1982, Janine - is a really interesting book!

SEEK IT OUT!
 
Burroughs, Kosinski, Vonnegut, Casteneda.

oh yeah I heard the 50 Cent autobiography is pretty good :D :D :D
 
Lolita???? I loved it but it's very un-Bukowski-ish. (Unless you're thinking of the scene in Women (I think?) where he gets a hard-on rolling around on the grass with the pre-teen girl!)

Definitely Celine's Journey to the end of the night.
 

the only good poet

One retreat after another without peace.
You can't go wrong with Raymond Carver.

that's true!

also, how about jack london or eugene o'neil "drinking their lives away."
london's JOHN BARLEYCORN, a fascinating book on his descent into alcoholism; or o'neil's semi-autobiographical play, "long days journey into night." ??
 

justine

stop the penistry
i would second the Carver and Dan Fante recommendations, and also recommend Denis Johnson's "Jesus' Son", Maggie Dubris' "Weep Not, My Wanton", and anything by Carson McCullers.
 
I certainly agree with the Raymond Carver recommendation and I would also suggest Knut Hamsun and any of William T. Vollmann's fiction.
 

Digney in Burnaby

donkeys live a long time
If you like Bukowski's poetry you might want to investigate poets like Todd Moore and Ron Androla (and many others). Google them. Things show up.

Another absurd writer is Willie Smith. His stuff shows up online at zygote in my coffee.

Here's a recent offering. Don't think it's his best but it is entertaining, which always seemed to be one of Bukowski's criteria to shake up the staid lit world.
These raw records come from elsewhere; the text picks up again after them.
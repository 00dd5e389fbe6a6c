//! Upstream PDF-to-text decoding. Runs before extraction and is the only
//! place raw upload bytes are interpreted.

use tracing::debug;

use crate::errors::AppError;

const PDF_MAGIC: &[u8] = b"%PDF-";

/// Decodes PDF bytes into plain text, one rendered line per text line.
pub fn extract_pdf_text(bytes: &[u8]) -> Result<String, AppError> {
    if bytes.is_empty() {
        return Err(AppError::Validation("Uploaded file is empty".to_string()));
    }
    if !looks_like_pdf(bytes) {
        return Err(AppError::PdfDecode("missing %PDF- header".to_string()));
    }

    // pdf_extract panics on some malformed documents
    let text = std::panic::catch_unwind(|| pdf_extract::extract_text_from_mem(bytes))
        .map_err(|_| AppError::PdfDecode("decoder panicked on malformed PDF".to_string()))?
        .map_err(|e| AppError::PdfDecode(e.to_string()))?;
    debug!("Decoded {} PDF bytes into {} chars of text", bytes.len(), text.len());
    Ok(text)
}

/// PDF files may carry a few bytes of junk before the header.
fn looks_like_pdf(bytes: &[u8]) -> bool {
    bytes
        .windows(PDF_MAGIC.len())
        .take(1024)
        .any(|w| w == PDF_MAGIC)
}

/// Single-page PDF with one Helvetica text line per entry, xref offsets
/// computed so the document parses without repair.
#[cfg(test)]
pub(crate) fn sample_pdf(lines: &[&str]) -> Vec<u8> {
    let mut content = String::from("BT /F1 12 Tf 72 720 Td 14 TL");
    for line in lines {
        content.push_str(&format!(" ({line}) Tj T*"));
    }
    content.push_str(" ET");

    let objects = [
        "<< /Type /Catalog /Pages 2 0 R >>".to_string(),
        "<< /Type /Pages /Kids [3 0 R] /Count 1 >>".to_string(),
        "<< /Type /Page /Parent 2 0 R /MediaBox [0 0 612 792] /Contents 4 0 R \
         /Resources << /Font << /F1 5 0 R >> >> >>"
            .to_string(),
        format!("<< /Length {} >>\nstream\n{content}\nendstream", content.len()),
        "<< /Type /Font /Subtype /Type1 /BaseFont /Helvetica >>".to_string(),
    ];

    let mut pdf = b"%PDF-1.4\n".to_vec();
    let mut offsets = Vec::with_capacity(objects.len());
    for (i, body) in objects.iter().enumerate() {
        offsets.push(pdf.len());
        pdf.extend_from_slice(format!("{} 0 obj\n{body}\nendobj\n", i + 1).as_bytes());
    }

    let xref_at = pdf.len();
    let mut xref = format!("xref\n0 {}\n0000000000 65535 f \n", objects.len() + 1);
    for offset in offsets {
        xref.push_str(&format!("{offset:010} 00000 n \n"));
    }
    xref.push_str(&format!(
        "trailer\n<< /Size {} /Root 1 0 R >>\nstartxref\n{xref_at}\n%%EOF\n",
        objects.len() + 1
    ));
    pdf.extend_from_slice(xref.as_bytes());
    pdf
}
http://www.zygoteinmycoffee.com/80s/issue86superfish.html

I keep looking for a columnist that entertains, etc. Used to be a guy named Brian "Godzilla" Salmi in a Vancouver, BC, paper called Terminal City that was consistently good week in and week out but both he and the paper have disappeared.
 
I resent this ever so slightly but their are only three poets I truly love:

*Charles Bukowski

*e.e cummings

*Walt Whitman

Why do I resent? Because they are all Great American writers...Scotland seems to lack the same kind of Spirit these poets had...I can't find poets like them anywhere....except myself...
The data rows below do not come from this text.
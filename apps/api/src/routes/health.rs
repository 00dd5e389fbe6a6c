use axum::Json;
use serde_json::{json, Value};

/// GET /health
/// Returns a simple status object with service version.
pub async fn health_handler() -> Json<Value> {
    Json(json!({
        "status": "ok",
        "version": env!("CARGO_PKG_VERSION"),
        "service": "intake-api"
    }))
}
pub mod health;

use axum::{
    extract::DefaultBodyLimit,
    http::Uri,
    routing::{get, post},
    Router,
};

use crate::errors::AppError;
use crate::extraction::handlers;
use crate::state::AppState;

async fn not_found(uri: Uri) -> AppError {
    AppError::NotFound(format!("No route for {uri}"))
}

pub fn build_router(state: AppState) -> Router {
    let body_limit = DefaultBodyLimit::max(state.config.max_upload_bytes);

    Router::new()
        .route("/health", get(health::health_handler))
        .route(
            "/api/v1/profiles/extract",
            post(handlers::handle_extract_text),
        )
        .route(
            "/api/v1/profiles/extract/pdf",
            post(handlers::handle_extract_pdf),
        )
        .fallback(not_found)
        .layer(body_limit)
        .with_state(state)
}
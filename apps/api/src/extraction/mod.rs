// Resume information extraction.
// Pure line-oriented parsing lives in the collector modules and is driven by
// `extractor`; `pdf` and `handlers` are the only parts that touch uploads.

pub mod assembler;
pub mod contact;
pub mod education;
pub mod experience;
pub mod extractor;
pub mod handlers;
pub mod lines;
pub mod models;
pub mod names;
pub mod pdf;
pub mod sections;
pub mod skills;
The good news is: there is plenty of work to be done here in Scotland, the words still need to be enlivened. I carry the Torch. :)
 

justine

stop the penistry
privileged: you mentioned at the beginning of the thread that you had tried reading philip roth but without much joy. try "american pastoral" - i loved it. it's not really in a buk-style but it explores the myth of the "american dream" and the stereotype of the "american male". no easy answers and no happy endings, but a really thought-provoking book. roth seems to have two distinct styles: while i loved "american pastoral" and "the ghostwriter", i hated "portnoy's complaint" and "the greatest american novel". depends on your taste, i guess. i prefer his more serious and dramatic writing to his black humour/slapstick stuff.
 
I resent this ever so slightly but their are only three poets I truly love:

*Charles Bukowski

*e.e cummings

*Walt Whitman

Why do I resent? Because they are all Great American writers...Scotland seems to lack the same kind of Spirit these poets had...I can't find poets like them anywhere....except myself...

The good news is: there is plenty of work to be done here in Scotland, the words still need to be enlivened. I carry the Torch. :)
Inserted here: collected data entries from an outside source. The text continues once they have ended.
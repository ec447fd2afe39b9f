//! Core data types for the management facade
//!
//! Wire field names are pinned with serde renames for bit-exact
//! interoperability with the deployed router management API.

use serde::{Deserialize, Serialize};
use serde_json::{Map, Value};

/// Arguments and keyword arguments of a call reply or push event
///
/// Both remote call results and topic events arrive in this shape.
#[derive(Debug, Clone, Default)]
pub struct Payload {
    /// Positional arguments
    pub args: Vec<Value>,

    /// Keyword arguments
    pub kwargs: Map<String, Value>,
}

impl Payload {
    /// Create an empty payload
    pub fn new() -> Self {
        Self::default()
    }

    /// Append a positional argument
    pub fn with_arg(mut self, arg: impl Into<Value>) -> Self {
        self.args.push(arg.into());
        self
    }

    /// Set a keyword argument
    pub fn with_kwarg(mut self, key: impl Into<String>, value: impl Into<Value>) -> Self {
        self.kwargs.insert(key.into(), value.into());
        self
    }

    /// Get the positional argument at `idx` as a list, if it is one
    pub fn arg_list(&self, idx: usize) -> Option<&Vec<Value>> {
        self.args.get(idx).and_then(Value::as_array)
    }

    /// Get a keyword argument as an unsigned integer, if present and numeric
    ///
    /// Tolerates floats on the wire (some serializers send counts as f64).
    pub fn kwarg_u64(&self, key: &str) -> Option<u64> {
        let v = self.kwargs.get(key)?;
        v.as_u64().or_else(|| v.as_f64().map(|f| f as u64))
    }
}

/// Immutable snapshot of one connected session within a realm
///
/// Identity is `session_id` within a realm.
#[derive(Debug, Clone, PartialEq, Eq, Serialize, Deserialize)]
pub struct SessionSummary {
    /// Router-assigned session identifier
    #[serde(rename = "sessionID", default)]
    pub session_id: u64,

    /// Authentication identity
    #[serde(rename = "authid", default)]
    pub auth_id: String,

    /// Authentication role
    #[serde(rename = "authrole", default)]
    pub auth_role: String,

    /// Serializer negotiated by the session
    #[serde(default)]
    pub serializer: String,
}

/// Periodic router statistics pushed on the stats topic
///
/// Only the latest snapshot is meaningful; no history is kept.
#[derive(Debug, Clone, Copy, PartialEq, Serialize, Deserialize)]
pub struct StatsSnapshot {
    /// CPU usage, clamped to [0, 100]
    #[serde(rename = "cpu_usage")]
    pub cpu_usage_percent: f64,

    /// Resident memory in bytes
    #[serde(rename = "res_memory")]
    pub resident_memory_bytes: u64,

    /// Router uptime in seconds
    #[serde(rename = "uptime")]
    pub uptime_seconds: i64,
}

impl StatsSnapshot {
    /// Decode a snapshot from a stats event map
    ///
    /// Tolerant of absent fields (zero fallback) and of uptime arriving
    /// as a float. Returns `None` only when the value is not a map.
    pub fn from_value(value: &Value) -> Option<Self> {
        let map = value.as_object()?;

        let cpu = map
            .get("cpu_usage")
            .and_then(Value::as_f64)
            .unwrap_or(0.0)
            .clamp(0.0, 100.0);

        let memory = map
            .get("res_memory")
            .and_then(Value::as_u64)
            .unwrap_or(0);

        let uptime = map
            .get("uptime")
            .and_then(|v| v.as_i64().or_else(|| v.as_f64().map(|f| f as i64)))
            .unwrap_or(0);

        Some(Self {
            cpu_usage_percent: cpu,
            resident_memory_bytes: memory,
            uptime_seconds: uptime,
        })
    }
}

/// One log line from a remote session, ordered by arrival
#[derive(Debug, Clone, PartialEq, Eq, Serialize, Deserialize)]
pub struct LogLine {
    /// The log message text
    pub message: String,
}

impl LogLine {
    /// Create a log line
    pub fn new(message: impl Into<String>) -> Self {
        Self {
            message: message.into(),
        }
    }
}

/// Cache key for per-session log history
#[derive(Debug, Clone, PartialEq, Eq, Hash)]
pub struct LogKey {
    /// Realm the session belongs to
    pub realm: String,

    /// Session identifier within the realm
    pub session_id: u64,
}

impl LogKey {
    /// Create a log key
    pub fn new(realm: impl Into<String>, session_id: u64) -> Self {
        Self {
            realm: realm.into(),
            session_id,
        }
    }
}

impl std::fmt::Display for LogKey {
    fn fmt(&self, f: &mut std::fmt::Formatter<'_>) -> std::fmt::Result {
        write!(f, "{}:{}", self.realm, self.session_id)
    }
}

/// Liveness classification of a realm for display layers
#[derive(Debug, Clone, Copy, PartialEq, Eq, Serialize, Deserialize)]
pub enum RealmStatus {
    /// Realm has at least one connected session
    Running,
    /// Realm exists but has no sessions
    Idle,
    /// The session count query failed
    Offline,
}

impl RealmStatus {
    /// Classify from a session count query result
    pub fn classify(count: Option<u64>) -> Self {
        match count {
            Some(n) if n > 0 => Self::Running,
            Some(_) => Self::Idle,
            None => Self::Offline,
        }
    }
}

impl std::fmt::Display for RealmStatus {
    fn fmt(&self, f: &mut std::fmt::Formatter<'_>) -> std::fmt::Result {
        let s = match self {
            Self::Running => "Running",
            Self::Idle => "Idle",
            Self::Offline => "Offline",
        };
        f.write_str(s)
    }
}

/// One row of the realm overview: name, session count, status
#[derive(Debug, Clone, PartialEq, Eq, Serialize, Deserialize)]
pub struct RealmOverview {
    /// Realm name
    pub realm: String,

    /// Connected session count (0 when the query failed)
    pub sessions: u64,

    /// Liveness classification
    pub status: RealmStatus,
}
come now Olaf, what about old Robbie Burns ? ;)
 

Digney in Burnaby

donkeys live a long time
Read Where Dead Voices Gather recently. Have Country, Hell Fire, Unsung Heroes of Rock and Roll, the Dean Martin bio on the shelf. Read them. Want to get the Sonny Liston book. Haven't got into the fiction.

Like his friend Richard Meltzer Tosches definitely offers some good moments of writing and insight into topics you might not have thought worthy.
 
come now Olaf, what about old Robbie Burns ?

I have one book of Rabby Burns. I think it's dull and boring all in all. 'Tam o Shanter' is a great story, and some of the auld Scots language is good to hear, but all in all, I find it dull, terse and cryptic.

and james thomson


I had never heard of him until you mentioned him.

There is no living poet in Scotland that has that same streak of invention I have found in so many american poets. I can think of some that are very inventive - Edwin Morgan because one of them, but none as much of an Icon as Bukowski, and with such an accessible style.
 
Read Where Dead Voices Gather recently. Have Country, Hell Fire, Unsung Heroes of Rock and Roll, the Dean Martin bio on the shelf. Read them. Want to get the Sonny Liston book. Haven't got into the fiction.

Like his friend Richard Meltzer Tosches definitely offers some good moments of writing and insight into topics you might not have thought worthy.

The Sonny Liston bio was real good. Have not read many of the fictional works either. Seems like an interesting character, Jersey City, coming up in a bar and all that.
 
Anybody mentioned Celine's "Journey to the end of the night?" Also, Camus "Stranger." Dan Fante is entertaining while reading, but only once around. Unlike Bukowski, unlike John Fante or 'Journey....'
 
You might want to read those authors whom Bukowski most admired (and many of whom are my favorites as well):

Ernest Hemingway (specifically his early short stories)
Louis Ferdinand Celine (specifically _Journey_--I don't think Bukowski liked much of his later work, although I do)
John Fante (specifically those novels "starring" Arturo Bandini)
Knut Hamsun (specifically _Hunger_; incidently, Knut is my favorite writer of fiction)
Fyodor Dostoevsky (as has been said by men wiser than myself, in _Notes From Underground_ one can "hear the voice of blood")
D.H. Lawrence

As for poets, I guess Ezra Pound ranks near the top, as does Robinson Jeffers.

Though I doubt Bukowski was familiar with him, some of my favorite writings are the "autobiographical fiction" of August Strindberg (_Inferno_, _Alone_, _Son of a Servant_, etc.)
 

Black Swan

Abord the Yorikke!
Anybody mentioned Celine's "Journey to the end of the night?" Also, Camus "Stranger." Dan Fante is entertaining while reading, but only once around. Unlike Bukowski, unlike John Fante or 'Journey....'

I enjoyed Celine's (death on the installment plan) like crazy more than Journey... and I agree with Fante only once around. Loved Dostoevsky's crime and punishment. But Buk is bedside buddy anytime any page any poem any story.
Buk:"Poetry is what happens when nothing else can" THE FLASH OF LIGHTNING BEHIND THE MOUNTAIN
 

Black Swan

Abord the Yorikke!
Others in the alphabet soup

Boris Vian, Émile Nelligan, Al Purdy... I enjoyed Jeff Torrington but regrettably the Scottish slang was a bit much for me.